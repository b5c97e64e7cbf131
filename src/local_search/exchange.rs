//! Exchange: swap two nodes that sit on different routes.
//!
//! ```text
//! delta = c(pa, b) + c(b, na) - c(pa, a) - c(a, na)
//!       + c(pb, a) + c(a, nb) - c(pb, b) - c(b, nb)
//! ```
//!
//! where `pa`/`na` are the neighbours of `a` and `pb`/`nb` those of `b`.
//! Both routes must stay within capacity after the swap.

use super::improver::BudgetTracker;
use super::moves::{Move, IMPROVEMENT_EPS};
use crate::models::{RoutingProblem, Solution};

/// First improving swap over route pairs `route_a < route_b`.
pub(crate) fn find_exchange<P: RoutingProblem>(
    problem: &P,
    solution: &Solution,
    tracker: &mut BudgetTracker,
) -> Option<(Move, f64)> {
    let depot = problem.depot();
    let routes = solution.routes();

    for route_a in 0..routes.len() {
        if tracker.exhausted() {
            return None;
        }
        let ra = &routes[route_a];
        let cap_a = i64::from(problem.capacity(route_a));

        for route_b in route_a + 1..routes.len() {
            let rb = &routes[route_b];
            let cap_b = i64::from(problem.capacity(route_b));

            for (pos_a, &a) in ra.nodes().iter().enumerate() {
                let (pa, na) = (ra.prev(pos_a, depot), ra.next(pos_a, depot));
                let da = i64::from(problem.demand(a));
                let out_a = problem.cost(pa, a) + problem.cost(a, na);

                for (pos_b, &b) in rb.nodes().iter().enumerate() {
                    let db = i64::from(problem.demand(b));
                    if ra.load() - da + db > cap_a || rb.load() - db + da > cap_b {
                        continue;
                    }
                    let (pb, nb) = (rb.prev(pos_b, depot), rb.next(pos_b, depot));
                    let delta = problem.cost(pa, b) + problem.cost(b, na) - out_a
                        + problem.cost(pb, a)
                        + problem.cost(a, nb)
                        - problem.cost(pb, b)
                        - problem.cost(b, nb);

                    if delta < -IMPROVEMENT_EPS {
                        return Some((
                            Move::Exchange {
                                route_a,
                                pos_a,
                                route_b,
                                pos_b,
                            },
                            delta,
                        ));
                    }
                }
            }
        }
    }
    None
}
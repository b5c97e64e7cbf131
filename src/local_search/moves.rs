//! Neighbourhood moves and their commit-time validation.

use crate::models::{RoutingProblem, Solution};

/// Minimum cost decrease for a move to count as an improvement.
pub(crate) const IMPROVEMENT_EPS: f64 = 1e-9;

/// Neighbourhoods, in the order the improver scans them.
#[derive(Debug, Clone, Copy, PartialEq, Eq)]
pub enum MoveKind {
    TwoOpt,
    Relocate,
    Exchange,
}

impl MoveKind {
    pub const ORDER: [MoveKind; 3] = [MoveKind::TwoOpt, MoveKind::Relocate, MoveKind::Exchange];

    pub fn name(self) -> &'static str {
        match self {
            MoveKind::TwoOpt => "2-opt",
            MoveKind::Relocate => "relocate",
            MoveKind::Exchange => "exchange",
        }
    }
}

/// A single local-search move on a [`Solution`].
#[derive(Debug, Clone, Copy, PartialEq, Eq)]
pub enum Move {
    /// Reverse `nodes[from..=to]` of one route.
    TwoOpt { route: usize, from: usize, to: usize },
    /// Take the node at `from_pos` out of `from_route` and insert it at
    /// `to_pos`. When both routes are the same, `to_pos` indexes the route
    /// after removal.
    Relocate {
        from_route: usize,
        from_pos: usize,
        to_route: usize,
        to_pos: usize,
    },
    /// Swap the nodes at `pos_a` of `route_a` and `pos_b` of `route_b`.
    Exchange {
        route_a: usize,
        pos_a: usize,
        route_b: usize,
        pos_b: usize,
    },
}

impl Move {
    pub fn kind(&self) -> MoveKind {
        match self {
            Move::TwoOpt { .. } => MoveKind::TwoOpt,
            Move::Relocate { .. } => MoveKind::Relocate,
            Move::Exchange { .. } => MoveKind::Exchange,
        }
    }

    /// Checks that the move addresses existing positions, moves no depot,
    /// and leaves every touched route within capacity.
    pub fn is_valid<P: RoutingProblem>(&self, problem: &P, solution: &Solution) -> bool {
        let routes = solution.num_routes();
        let depot = problem.depot();
        let movable = |r: usize, p: usize| {
            solution
                .route(r)
                .nodes()
                .get(p)
                .is_some_and(|&n| n != depot && n < problem.num_nodes())
        };

        match *self {
            Move::TwoOpt { route, from, to } => {
                route < routes && from < to && movable(route, from) && movable(route, to)
            }
            Move::Relocate {
                from_route,
                from_pos,
                to_route,
                to_pos,
            } => {
                if from_route >= routes || to_route >= routes || !movable(from_route, from_pos) {
                    return false;
                }
                let from = solution.route(from_route);
                if from_route == to_route {
                    return to_pos < from.len() && to_pos != from_pos;
                }
                let to = solution.route(to_route);
                let node = from.nodes()[from_pos];
                to_pos <= to.len()
                    && to.load() + i64::from(problem.demand(node))
                        <= i64::from(problem.capacity(to_route))
            }
            Move::Exchange {
                route_a,
                pos_a,
                route_b,
                pos_b,
            } => {
                if route_a == route_b
                    || route_a >= routes
                    || route_b >= routes
                    || !movable(route_a, pos_a)
                    || !movable(route_b, pos_b)
                {
                    return false;
                }
                let (ra, rb) = (solution.route(route_a), solution.route(route_b));
                let da = i64::from(problem.demand(ra.nodes()[pos_a]));
                let db = i64::from(problem.demand(rb.nodes()[pos_b]));
                ra.load() - da + db <= i64::from(problem.capacity(route_a))
                    && rb.load() - db + da <= i64::from(problem.capacity(route_b))
            }
        }
    }

    /// Commits the move. Callers check [`Move::is_valid`] first.
    pub fn apply<P: RoutingProblem>(&self, problem: &P, solution: &mut Solution) {
        match *self {
            Move::TwoOpt { route, from, to } => {
                solution.route_mut(route).reverse(from, to, problem);
            }
            Move::Relocate {
                from_route,
                from_pos,
                to_route,
                to_pos,
            } => {
                if from_route == to_route {
                    let route = solution.route_mut(from_route);
                    let node = route.remove(from_pos, problem);
                    route.insert(to_pos, node, problem);
                } else {
                    let (from, to) = solution.route_pair_mut(from_route, to_route);
                    let node = from.remove(from_pos, problem);
                    to.insert(to_pos, node, problem);
                }
            }
            Move::Exchange {
                route_a,
                pos_a,
                route_b,
                pos_b,
            } => {
                let (ra, rb) = solution.route_pair_mut(route_a, route_b);
                let a = ra.nodes()[pos_a];
                let b = rb.replace(pos_b, a, problem);
                ra.replace(pos_a, b, problem);
            }
        }
    }
}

ACTIVITY:
Looking at the material above, count the lines that hold "crate" and give the total alone.

EXERCISE RESPONSE:
4